(Collected data)
★ ★ ★
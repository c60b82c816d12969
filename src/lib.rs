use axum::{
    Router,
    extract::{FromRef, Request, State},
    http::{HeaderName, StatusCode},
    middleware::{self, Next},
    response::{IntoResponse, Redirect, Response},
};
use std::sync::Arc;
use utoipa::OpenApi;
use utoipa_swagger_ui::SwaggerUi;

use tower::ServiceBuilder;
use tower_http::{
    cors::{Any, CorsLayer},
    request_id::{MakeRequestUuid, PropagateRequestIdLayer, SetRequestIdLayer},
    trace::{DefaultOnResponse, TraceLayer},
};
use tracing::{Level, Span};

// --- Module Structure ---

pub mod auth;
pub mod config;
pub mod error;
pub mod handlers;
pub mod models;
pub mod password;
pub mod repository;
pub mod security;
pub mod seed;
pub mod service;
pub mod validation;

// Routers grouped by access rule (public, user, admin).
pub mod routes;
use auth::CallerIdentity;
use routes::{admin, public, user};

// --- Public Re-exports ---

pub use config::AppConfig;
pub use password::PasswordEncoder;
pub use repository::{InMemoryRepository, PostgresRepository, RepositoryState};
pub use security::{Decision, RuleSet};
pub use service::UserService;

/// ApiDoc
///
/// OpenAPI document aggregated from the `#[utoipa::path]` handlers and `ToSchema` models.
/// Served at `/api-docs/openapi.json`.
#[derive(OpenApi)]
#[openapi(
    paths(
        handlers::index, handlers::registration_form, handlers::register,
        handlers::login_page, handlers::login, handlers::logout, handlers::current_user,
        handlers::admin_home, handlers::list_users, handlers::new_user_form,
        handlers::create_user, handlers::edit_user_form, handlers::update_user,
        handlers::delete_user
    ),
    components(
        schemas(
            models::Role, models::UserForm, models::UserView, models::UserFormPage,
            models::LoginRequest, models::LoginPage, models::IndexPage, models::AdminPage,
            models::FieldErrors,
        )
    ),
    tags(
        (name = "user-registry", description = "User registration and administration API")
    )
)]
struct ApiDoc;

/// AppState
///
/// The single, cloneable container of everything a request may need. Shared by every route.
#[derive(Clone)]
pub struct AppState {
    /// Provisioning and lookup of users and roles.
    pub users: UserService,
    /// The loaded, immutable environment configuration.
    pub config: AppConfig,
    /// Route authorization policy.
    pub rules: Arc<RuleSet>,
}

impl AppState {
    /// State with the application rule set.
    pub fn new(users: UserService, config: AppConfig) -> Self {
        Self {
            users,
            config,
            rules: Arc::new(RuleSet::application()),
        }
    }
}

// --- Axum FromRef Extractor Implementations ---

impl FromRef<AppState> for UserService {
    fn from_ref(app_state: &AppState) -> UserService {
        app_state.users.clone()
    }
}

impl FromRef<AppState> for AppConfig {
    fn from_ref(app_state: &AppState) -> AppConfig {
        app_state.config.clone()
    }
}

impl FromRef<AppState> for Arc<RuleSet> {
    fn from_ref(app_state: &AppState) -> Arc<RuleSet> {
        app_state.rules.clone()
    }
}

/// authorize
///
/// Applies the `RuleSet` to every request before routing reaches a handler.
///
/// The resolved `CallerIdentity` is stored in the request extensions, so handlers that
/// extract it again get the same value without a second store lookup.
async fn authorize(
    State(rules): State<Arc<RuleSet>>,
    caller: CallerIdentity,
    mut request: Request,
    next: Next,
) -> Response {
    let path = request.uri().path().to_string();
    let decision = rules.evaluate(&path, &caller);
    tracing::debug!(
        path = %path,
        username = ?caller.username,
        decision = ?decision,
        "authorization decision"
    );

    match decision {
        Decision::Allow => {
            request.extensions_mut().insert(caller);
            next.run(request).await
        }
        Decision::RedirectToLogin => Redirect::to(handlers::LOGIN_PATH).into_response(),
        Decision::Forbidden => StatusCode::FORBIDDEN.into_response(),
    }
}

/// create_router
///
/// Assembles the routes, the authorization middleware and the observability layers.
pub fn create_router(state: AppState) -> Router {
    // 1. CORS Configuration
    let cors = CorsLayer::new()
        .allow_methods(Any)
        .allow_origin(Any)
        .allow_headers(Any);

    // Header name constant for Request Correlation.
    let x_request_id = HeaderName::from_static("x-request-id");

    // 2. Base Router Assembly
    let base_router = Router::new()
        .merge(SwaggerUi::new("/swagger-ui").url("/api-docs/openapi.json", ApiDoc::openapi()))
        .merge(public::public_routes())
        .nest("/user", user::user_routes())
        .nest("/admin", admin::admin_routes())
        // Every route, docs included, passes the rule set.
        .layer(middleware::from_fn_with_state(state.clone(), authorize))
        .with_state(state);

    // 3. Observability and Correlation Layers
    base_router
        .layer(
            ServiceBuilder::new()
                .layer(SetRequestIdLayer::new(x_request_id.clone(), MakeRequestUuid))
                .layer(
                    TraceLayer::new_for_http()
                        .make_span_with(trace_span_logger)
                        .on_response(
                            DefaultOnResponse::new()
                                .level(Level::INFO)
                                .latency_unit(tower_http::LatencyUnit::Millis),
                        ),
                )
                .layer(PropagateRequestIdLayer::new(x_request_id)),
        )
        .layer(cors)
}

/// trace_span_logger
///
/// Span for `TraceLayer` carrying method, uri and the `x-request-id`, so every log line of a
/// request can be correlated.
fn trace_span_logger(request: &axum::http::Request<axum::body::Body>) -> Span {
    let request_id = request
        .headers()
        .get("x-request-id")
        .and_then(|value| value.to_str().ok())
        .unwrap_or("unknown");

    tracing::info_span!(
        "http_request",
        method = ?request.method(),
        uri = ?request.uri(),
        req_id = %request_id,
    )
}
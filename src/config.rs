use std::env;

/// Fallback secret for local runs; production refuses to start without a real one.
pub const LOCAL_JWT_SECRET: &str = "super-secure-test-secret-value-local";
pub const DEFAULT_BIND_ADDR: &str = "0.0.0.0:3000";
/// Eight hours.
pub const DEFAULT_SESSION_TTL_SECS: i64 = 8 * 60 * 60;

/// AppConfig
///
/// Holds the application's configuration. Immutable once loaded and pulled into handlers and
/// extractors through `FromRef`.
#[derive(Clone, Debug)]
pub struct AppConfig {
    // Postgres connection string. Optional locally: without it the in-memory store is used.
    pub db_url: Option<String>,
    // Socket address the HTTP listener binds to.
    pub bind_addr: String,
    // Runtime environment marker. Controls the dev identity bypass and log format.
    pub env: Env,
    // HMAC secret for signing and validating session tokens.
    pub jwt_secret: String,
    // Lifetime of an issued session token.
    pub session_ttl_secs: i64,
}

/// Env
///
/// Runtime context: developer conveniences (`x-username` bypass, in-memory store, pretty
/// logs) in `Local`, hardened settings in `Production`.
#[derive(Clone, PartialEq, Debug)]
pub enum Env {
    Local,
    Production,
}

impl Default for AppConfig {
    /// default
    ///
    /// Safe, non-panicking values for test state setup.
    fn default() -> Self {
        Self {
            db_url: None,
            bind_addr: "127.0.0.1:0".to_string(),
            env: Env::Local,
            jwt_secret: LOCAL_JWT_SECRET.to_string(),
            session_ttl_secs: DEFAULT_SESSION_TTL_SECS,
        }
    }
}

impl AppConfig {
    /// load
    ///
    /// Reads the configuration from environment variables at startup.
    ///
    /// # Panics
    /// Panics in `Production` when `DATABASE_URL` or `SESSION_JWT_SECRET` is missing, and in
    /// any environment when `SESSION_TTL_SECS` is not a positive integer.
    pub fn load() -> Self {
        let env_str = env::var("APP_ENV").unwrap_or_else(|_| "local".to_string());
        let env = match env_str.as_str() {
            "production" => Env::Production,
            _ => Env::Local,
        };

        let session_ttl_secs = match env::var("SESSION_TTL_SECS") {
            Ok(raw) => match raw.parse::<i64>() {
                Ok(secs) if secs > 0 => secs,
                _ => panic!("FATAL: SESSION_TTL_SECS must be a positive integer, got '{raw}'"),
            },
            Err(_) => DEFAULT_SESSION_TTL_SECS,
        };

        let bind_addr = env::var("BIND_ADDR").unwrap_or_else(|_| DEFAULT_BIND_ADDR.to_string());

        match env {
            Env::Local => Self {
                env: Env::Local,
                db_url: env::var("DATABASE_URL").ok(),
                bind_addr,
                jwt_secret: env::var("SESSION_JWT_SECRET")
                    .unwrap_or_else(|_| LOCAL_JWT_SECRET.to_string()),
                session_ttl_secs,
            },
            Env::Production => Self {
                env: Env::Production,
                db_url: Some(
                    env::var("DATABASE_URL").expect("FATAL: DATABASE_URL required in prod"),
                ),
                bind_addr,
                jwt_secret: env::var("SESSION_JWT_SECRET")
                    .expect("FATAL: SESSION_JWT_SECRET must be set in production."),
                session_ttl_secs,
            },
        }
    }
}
★ ★ ★
▶ _REQUIREMENT_:
For the word "PropagateRequestIdLayer", work out how many lines of the entries contain it, and state the number alone.

▶ _YOUR SOLUTION_:
2